# Records
//! Fire-and-forget request dispatch with completion handlers.
//!
//! # Design
//! Each verb method builds its request synchronously, so bad verbs and bad
//! URLs fail before anything is spawned. The request then runs as its own
//! tokio task with a single suspension point, the transport await. When the
//! task finishes, either the handler has been called with the parsed JSON
//! or the reporter has received the error, never both.
//!
//! The returned `RequestTask` resolves to the same outcome as a typed
//! result, so callers that prefer awaiting over callbacks can do so.

use std::sync::Arc;

use serde_json::Value;
use tokio::runtime::Handle;
use tokio::task::JoinHandle;

use crate::client::JsonClient;
use crate::config::ClientConfig;
use crate::error::RequestError;
use crate::http::HttpRequest;
use crate::report::{ErrorReporter, TracingReporter};
use crate::transport::{ReqwestTransport, Transport};

/// Called once with the parsed response of a successful request.
pub type CompletionHandler = Box<dyn FnOnce(Value) + Send + 'static>;

/// Handle to a dispatched request.
pub type RequestTask = JoinHandle<Result<(), RequestError>>;

/// Builds, submits, and completes JSON requests over a `Transport`.
pub struct RequestDispatcher<T: Transport = ReqwestTransport> {
    client: JsonClient,
    transport: Arc<T>,
    reporter: Arc<dyn ErrorReporter>,
}

impl<T: Transport> Clone for RequestDispatcher<T> {
    fn clone(&self) -> Self {
        Self {
            client: self.client,
            transport: Arc::clone(&self.transport),
            reporter: Arc::clone(&self.reporter),
        }
    }
}

impl RequestDispatcher<ReqwestTransport> {
    /// Dispatcher over a fresh reqwest client with default configuration.
    pub fn reqwest() -> Self {
        Self::new(ReqwestTransport::new(), ClientConfig::default())
    }
}

impl<T: Transport + 'static> RequestDispatcher<T> {
    pub fn new(transport: T, config: ClientConfig) -> Self {
        Self {
            client: JsonClient::new(config),
            transport: Arc::new(transport),
            reporter: Arc::new(TracingReporter),
        }
    }

    /// Replace the error channel, `TracingReporter` by default.
    pub fn with_reporter(mut self, reporter: impl ErrorReporter + 'static) -> Self {
        self.reporter = Arc::new(reporter);
        self
    }

    pub fn client(&self) -> &JsonClient {
        &self.client
    }

    pub fn get(&self, url: &str, handler: Option<CompletionHandler>) -> Result<RequestTask, RequestError> {
        let request = self.client.build_get(url)?;
        self.dispatch(request, handler)
    }

    pub fn post(&self, url: &str, json: &str, handler: Option<CompletionHandler>) -> Result<RequestTask, RequestError> {
        let request = self.client.build_post(url, json)?;
        self.dispatch(request, handler)
    }

    pub fn post_form<I, K, V>(
        &self,
        url: &str,
        fields: I,
        handler: Option<CompletionHandler>,
    ) -> Result<RequestTask, RequestError>
    where
        I: IntoIterator<Item = (K, V)>,
        K: AsRef<str>,
        V: AsRef<str>,
    {
        let request = self.client.build_post_form(url, fields)?;
        self.dispatch(request, handler)
    }

    pub fn put(&self, url: &str, json: &str, handler: Option<CompletionHandler>) -> Result<RequestTask, RequestError> {
        let request = self.client.build_put(url, json)?;
        self.dispatch(request, handler)
    }

    pub fn patch(&self, url: &str, json: &str, handler: Option<CompletionHandler>) -> Result<RequestTask, RequestError> {
        let request = self.client.build_patch(url, json)?;
        self.dispatch(request, handler)
    }

    pub fn delete(&self, url: &str, handler: Option<CompletionHandler>) -> Result<RequestTask, RequestError> {
        let request = self.client.build_delete(url)?;
        self.dispatch(request, handler)
    }

    /// Dispatch by verb name. Unknown verbs fail here, before any I/O.
    pub fn request(
        &self,
        method: &str,
        url: &str,
        json: Option<&str>,
        handler: Option<CompletionHandler>,
    ) -> Result<RequestTask, RequestError> {
        let request = self.client.build(method, url, json)?;
        self.dispatch(request, handler)
    }

    /// Submit an already-built request and await its parsed response.
    ///
    /// Failures are returned, not reported.
    pub async fn send(&self, request: HttpRequest) -> Result<Value, RequestError> {
        let response = self.transport.execute(request).await?;
        self.client.parse_response(response)
    }

    /// Spawn `request` on the current runtime.
    pub fn dispatch(&self, request: HttpRequest, handler: Option<CompletionHandler>) -> Result<RequestTask, RequestError> {
        let runtime = Handle::try_current().map_err(|_| RequestError::NoRuntime)?;
        let this = self.clone();
        Ok(runtime.spawn(async move { this.complete(request, handler).await }))
    }

    async fn complete(&self, request: HttpRequest, handler: Option<CompletionHandler>) -> Result<(), RequestError> {
        let method = request.method;
        let url = request.url.clone();
        match self.send(request).await {
            Ok(value) => {
                if let Some(handler) = handler {
                    handler(value);
                }
                Ok(())
            }
            Err(e) => {
                self.reporter.report(method, &url, &e);
                Err(e)
            }
        }
    }
}
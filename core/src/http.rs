//! HTTP request and response types as plain data.
//!
//! # Design
//! `JsonClient` builds `HttpRequest` values and parses `HttpResponse` values
//! without touching the network. A `Transport` (or a host with its own
//! networking stack) performs the actual exchange in between.
//!
//! Bodies are raw bytes in both directions. Request bodies carry encoded
//! form or JSON bytes; response bodies are handed to the JSON parser
//! undecoded so invalid UTF-8 surfaces as a parse failure.

use std::fmt;
use std::str::FromStr;

use crate::error::RequestError;

/// HTTP verbs supported by the client.
#[derive(Debug, Clone, Copy, PartialEq, Eq, Hash)]
pub enum HttpMethod {
    Get,
    Post,
    Put,
    Patch,
    Delete,
}

impl HttpMethod {
    /// The verb as it appears on the wire.
    pub fn as_str(&self) -> &'static str {
        match self {
            HttpMethod::Get => "GET",
            HttpMethod::Post => "POST",
            HttpMethod::Put => "PUT",
            HttpMethod::Patch => "PATCH",
            HttpMethod::Delete => "DELETE",
        }
    }
}

impl fmt::Display for HttpMethod {
    fn fmt(&self, f: &mut fmt::Formatter<'_>) -> fmt::Result {
        f.write_str(self.as_str())
    }
}

impl FromStr for HttpMethod {
    type Err = RequestError;

    fn from_str(s: &str) -> Result<Self, Self::Err> {
        match s.to_ascii_uppercase().as_str() {
            "GET" => Ok(HttpMethod::Get),
            "POST" => Ok(HttpMethod::Post),
            "PUT" => Ok(HttpMethod::Put),
            "PATCH" => Ok(HttpMethod::Patch),
            "DELETE" => Ok(HttpMethod::Delete),
            _ => Err(RequestError::InvalidMethod(s.to_string())),
        }
    }
}

/// An HTTP request described as plain data.
///
/// Built by `JsonClient::build_*`. Immutable once handed to a transport.
#[derive(Debug, Clone, PartialEq, Eq)]
pub struct HttpRequest {
    pub method: HttpMethod,
    pub url: String,
    pub headers: Vec<(String, String)>,
    pub body: Option<Vec<u8>>,
}

impl HttpRequest {
    /// Look up a header value by name, ignoring ASCII case.
    pub fn header(&self, name: &str) -> Option<&str> {
        self.headers
            .iter()
            .find(|(k, _)| k.eq_ignore_ascii_case(name))
            .map(|(_, v)| v.as_str())
    }

    /// Insert or replace a header, keeping at most one entry per name.
    pub(crate) fn set_header(&mut self, name: &str, value: &str) {
        self.headers.retain(|(k, _)| !k.eq_ignore_ascii_case(name));
        self.headers.push((name.to_string(), value.to_string()));
    }
}

/// An HTTP response described as plain data.
#[derive(Debug, Clone, PartialEq, Eq)]
pub struct HttpResponse {
    pub status: u16,
    pub headers: Vec<(String, String)>,
    pub body: Vec<u8>,
}

impl HttpResponse {
    /// True for any 2xx status.
    pub fn is_success(&self) -> bool {
        (200..300).contains(&self.status)
    }
}
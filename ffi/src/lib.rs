//! C-ABI wrapper around `jsonrest-core`.
//!
//! # Overview
//! Exposes request building and response parsing through `extern "C"`
//! functions so an engine or runtime that already owns an HTTP stack can
//! reuse the JSON request conventions without linking a Rust async runtime.
//!
//! # Design
//! - Every `extern "C"` function wraps its body in `catch_unwind` so panics
//!   never cross the FFI boundary.
//! - One `jr_build_*` per verb plus `jr_build_request` for verbs chosen at
//!   runtime. Build functions return null on invalid input (null or non-UTF-8
//!   strings, unknown verb, empty or relative URL).
//! - `jr_parse_response` returns an `FfiJsonResult` envelope with the parsed
//!   JSON re-serialized as text, or an error code and message.
//! - The C caller owns all returned pointers and must release them with the
//!   matching `jr_free_*` function.

pub mod types;

use std::ffi::CStr;
use std::os::raw::c_char;
use std::panic::catch_unwind;

use jsonrest_core::{ClientConfig, HttpRequest, HttpResponse, JsonClient, RequestError};

use types::*;

/// Read a borrowed C string. `None` for null or invalid UTF-8.
///
/// # Safety
/// `ptr` must be null or point to a NUL-terminated string that outlives 'a.
unsafe fn read_str<'a>(ptr: *const c_char) -> Option<&'a str> {
    if ptr.is_null() {
        return None;
    }
    unsafe { CStr::from_ptr(ptr) }.to_str().ok()
}

/// Read a borrowed C string as raw bytes; null reads as empty.
///
/// # Safety
/// Same contract as `read_str`.
unsafe fn read_bytes<'a>(ptr: *const c_char) -> &'a [u8] {
    if ptr.is_null() {
        return &[];
    }
    unsafe { CStr::from_ptr(ptr) }.to_bytes()
}

/// Shared tail of every build function: map the outcome to a pointer.
fn into_ffi(result: Result<HttpRequest, RequestError>) -> *mut FfiHttpRequest {
    match result {
        Ok(req) => FfiHttpRequest::from_core(req),
        Err(_) => std::ptr::null_mut(),
    }
}

// ---------------------------------------------------------------------------
// Client lifecycle
// ---------------------------------------------------------------------------

/// Create a new `JsonClient` with the given POST encoding and parse policy.
///
/// The caller must free the returned pointer with `jr_client_free`.
#[unsafe(no_mangle)]
pub extern "C" fn jr_client_new(
    post_encoding: FfiPostEncoding,
    parse_policy: FfiParsePolicy,
) -> *mut FfiJsonClient {
    catch_unwind(|| {
        let config = ClientConfig {
            post_encoding: post_encoding.into(),
            parse_policy: parse_policy.into(),
        };
        Box::into_raw(Box::new(FfiJsonClient {
            inner: JsonClient::new(config),
        }))
    })
    .unwrap_or(std::ptr::null_mut())
}

/// Free a client created by `jr_client_new`. Safe to call with null.
#[unsafe(no_mangle)]
pub extern "C" fn jr_client_free(client: *mut FfiJsonClient) {
    if !client.is_null() {
        let _ = catch_unwind(|| {
            drop(unsafe { Box::from_raw(client) });
        });
    }
}

// ---------------------------------------------------------------------------
// Build request functions
// ---------------------------------------------------------------------------

/// Build a GET request. Returns null if `client` or `url` is null, `url` is
/// not UTF-8, or the URL is not absolute.
#[unsafe(no_mangle)]
pub extern "C" fn jr_build_get(client: *const FfiJsonClient, url: *const c_char) -> *mut FfiHttpRequest {
    catch_unwind(|| {
        let Some(url) = (unsafe { read_str(url) }) else {
            return std::ptr::null_mut();
        };
        if client.is_null() {
            return std::ptr::null_mut();
        }
        let client = unsafe { &*client };
        into_ffi(client.inner.build_get(url))
    })
    .unwrap_or(std::ptr::null_mut())
}

/// Build a JSON POST request, encoded per the client's POST encoding.
#[unsafe(no_mangle)]
pub extern "C" fn jr_build_post(
    client: *const FfiJsonClient,
    url: *const c_char,
    json: *const c_char,
) -> *mut FfiHttpRequest {
    catch_unwind(|| {
        let (Some(url), Some(json)) = (unsafe { read_str(url) }, unsafe { read_str(json) }) else {
            return std::ptr::null_mut();
        };
        if client.is_null() {
            return std::ptr::null_mut();
        }
        let client = unsafe { &*client };
        into_ffi(client.inner.build_post(url, json))
    })
    .unwrap_or(std::ptr::null_mut())
}

/// Build a form POST from `len` parallel `keys` / `values` arrays.
///
/// Returns null if any pointer is null (arrays may be null when `len` is 0)
/// or any string is not UTF-8.
#[unsafe(no_mangle)]
pub extern "C" fn jr_build_post_form(
    client: *const FfiJsonClient,
    url: *const c_char,
    keys: *const *const c_char,
    values: *const *const c_char,
    len: u32,
) -> *mut FfiHttpRequest {
    catch_unwind(|| {
        let Some(url) = (unsafe { read_str(url) }) else {
            return std::ptr::null_mut();
        };
        if client.is_null() || (len > 0 && (keys.is_null() || values.is_null())) {
            return std::ptr::null_mut();
        }
        let client = unsafe { &*client };
        let mut fields = Vec::with_capacity(len as usize);
        for i in 0..len as usize {
            let (key, value) = unsafe { (*keys.add(i), *values.add(i)) };
            match unsafe { (read_str(key), read_str(value)) } {
                (Some(key), Some(value)) => fields.push((key, value)),
                _ => return std::ptr::null_mut(),
            }
        }
        into_ffi(client.inner.build_post_form(url, fields))
    })
    .unwrap_or(std::ptr::null_mut())
}

/// Build a PUT request carrying the JSON text as its body.
#[unsafe(no_mangle)]
pub extern "C" fn jr_build_put(
    client: *const FfiJsonClient,
    url: *const c_char,
    json: *const c_char,
) -> *mut FfiHttpRequest {
    catch_unwind(|| {
        let (Some(url), Some(json)) = (unsafe { read_str(url) }, unsafe { read_str(json) }) else {
            return std::ptr::null_mut();
        };
        if client.is_null() {
            return std::ptr::null_mut();
        }
        let client = unsafe { &*client };
        into_ffi(client.inner.build_put(url, json))
    })
    .unwrap_or(std::ptr::null_mut())
}

/// Build a PATCH request whose body is the UTF-8 bytes of `json`.
#[unsafe(no_mangle)]
pub extern "C" fn jr_build_patch(
    client: *const FfiJsonClient,
    url: *const c_char,
    json: *const c_char,
) -> *mut FfiHttpRequest {
    catch_unwind(|| {
        let (Some(url), Some(json)) = (unsafe { read_str(url) }, unsafe { read_str(json) }) else {
            return std::ptr::null_mut();
        };
        if client.is_null() {
            return std::ptr::null_mut();
        }
        let client = unsafe { &*client };
        into_ffi(client.inner.build_patch(url, json))
    })
    .unwrap_or(std::ptr::null_mut())
}

/// Build a DELETE request.
#[unsafe(no_mangle)]
pub extern "C" fn jr_build_delete(client: *const FfiJsonClient, url: *const c_char) -> *mut FfiHttpRequest {
    catch_unwind(|| {
        let Some(url) = (unsafe { read_str(url) }) else {
            return std::ptr::null_mut();
        };
        if client.is_null() {
            return std::ptr::null_mut();
        }
        let client = unsafe { &*client };
        into_ffi(client.inner.build_delete(url))
    })
    .unwrap_or(std::ptr::null_mut())
}

/// Build a request from a verb name (`"GET"`, `"patch"`, ...).
///
/// `json` may be null; a non-null `json` must be UTF-8. Returns null for
/// unknown verbs, before the URL is looked at.
#[unsafe(no_mangle)]
pub extern "C" fn jr_build_request(
    client: *const FfiJsonClient,
    method: *const c_char,
    url: *const c_char,
    json: *const c_char,
) -> *mut FfiHttpRequest {
    catch_unwind(|| {
        let (Some(method), Some(url)) = (unsafe { read_str(method) }, unsafe { read_str(url) }) else {
            return std::ptr::null_mut();
        };
        let json = if json.is_null() {
            None
        } else {
            match unsafe { read_str(json) } {
                Some(json) => Some(json),
                None => return std::ptr::null_mut(),
            }
        };
        if client.is_null() {
            return std::ptr::null_mut();
        }
        let client = unsafe { &*client };
        into_ffi(client.inner.build(method, url, json))
    })
    .unwrap_or(std::ptr::null_mut())
}

// ---------------------------------------------------------------------------
// Parse response
// ---------------------------------------------------------------------------

fn ffi_response_to_core(resp: &FfiHttpResponse) -> HttpResponse {
    HttpResponse {
        status: resp.status,
        headers: Vec::new(),
        body: unsafe { read_bytes(resp.body) }.to_vec(),
    }
}

/// Parse a response the host received for a request built by this library.
#[unsafe(no_mangle)]
pub extern "C" fn jr_parse_response(
    client: *const FfiJsonClient,
    response: *const FfiHttpResponse,
) -> *mut FfiJsonResult {
    catch_unwind(|| {
        if client.is_null() {
            return FfiJsonResult::null_arg("client");
        }
        if response.is_null() {
            return FfiJsonResult::null_arg("response");
        }
        let client = unsafe { &*client };
        let resp = unsafe { &*response };
        let status = resp.status;
        match client.inner.parse_response(ffi_response_to_core(resp)) {
            Ok(value) => FfiJsonResult::ok(&value, status),
            Err(e) => FfiJsonResult::from_error(e),
        }
    })
    .unwrap_or_else(|_| FfiJsonResult::panic("panic in jr_parse_response"))
}

// ---------------------------------------------------------------------------
// Free functions
// ---------------------------------------------------------------------------

/// Free an `FfiHttpRequest` returned by any `jr_build_*` function.
/// Safe to call with null.
#[unsafe(no_mangle)]
pub extern "C" fn jr_free_request(req: *mut FfiHttpRequest) {
    if req.is_null() {
        return;
    }
    let _ = catch_unwind(|| {
        let req = unsafe { Box::from_raw(req) };
        free_c_string(req.method_name);
        free_c_string(req.url);
        if !req.body.is_null() {
            let slice = std::ptr::slice_from_raw_parts_mut(req.body, req.body_len as usize);
            drop(unsafe { Box::from_raw(slice) });
        }
        if !req.headers.is_null() && req.headers_len > 0 {
            let slice = std::ptr::slice_from_raw_parts_mut(req.headers, req.headers_len as usize);
            let headers = unsafe { Box::from_raw(slice) };
            for h in headers.iter() {
                free_c_string(h.key);
                free_c_string(h.value);
            }
        }
    });
}

/// Free an `FfiJsonResult` returned by `jr_parse_response`.
/// Safe to call with null.
#[unsafe(no_mangle)]
pub extern "C" fn jr_free_result(result: *mut FfiJsonResult) {
    if result.is_null() {
        return;
    }
    let _ = catch_unwind(|| {
        let result = unsafe { Box::from_raw(result) };
        free_c_string(result.error_message);
        free_c_string(result.json);
    });
}

fn free_c_string(s: *mut c_char) {
    if !s.is_null() {
        drop(unsafe { std::ffi::CString::from_raw(s) });
    }
}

# Exercise details
Please go through the listing and return each line that has "drop" in it.

# Answer to this exercise
            drop(unsafe { Box::from_raw(client) });
            drop(unsafe { Box::from_raw(slice) });
        drop(unsafe { std::ffi::CString::from_raw(s) });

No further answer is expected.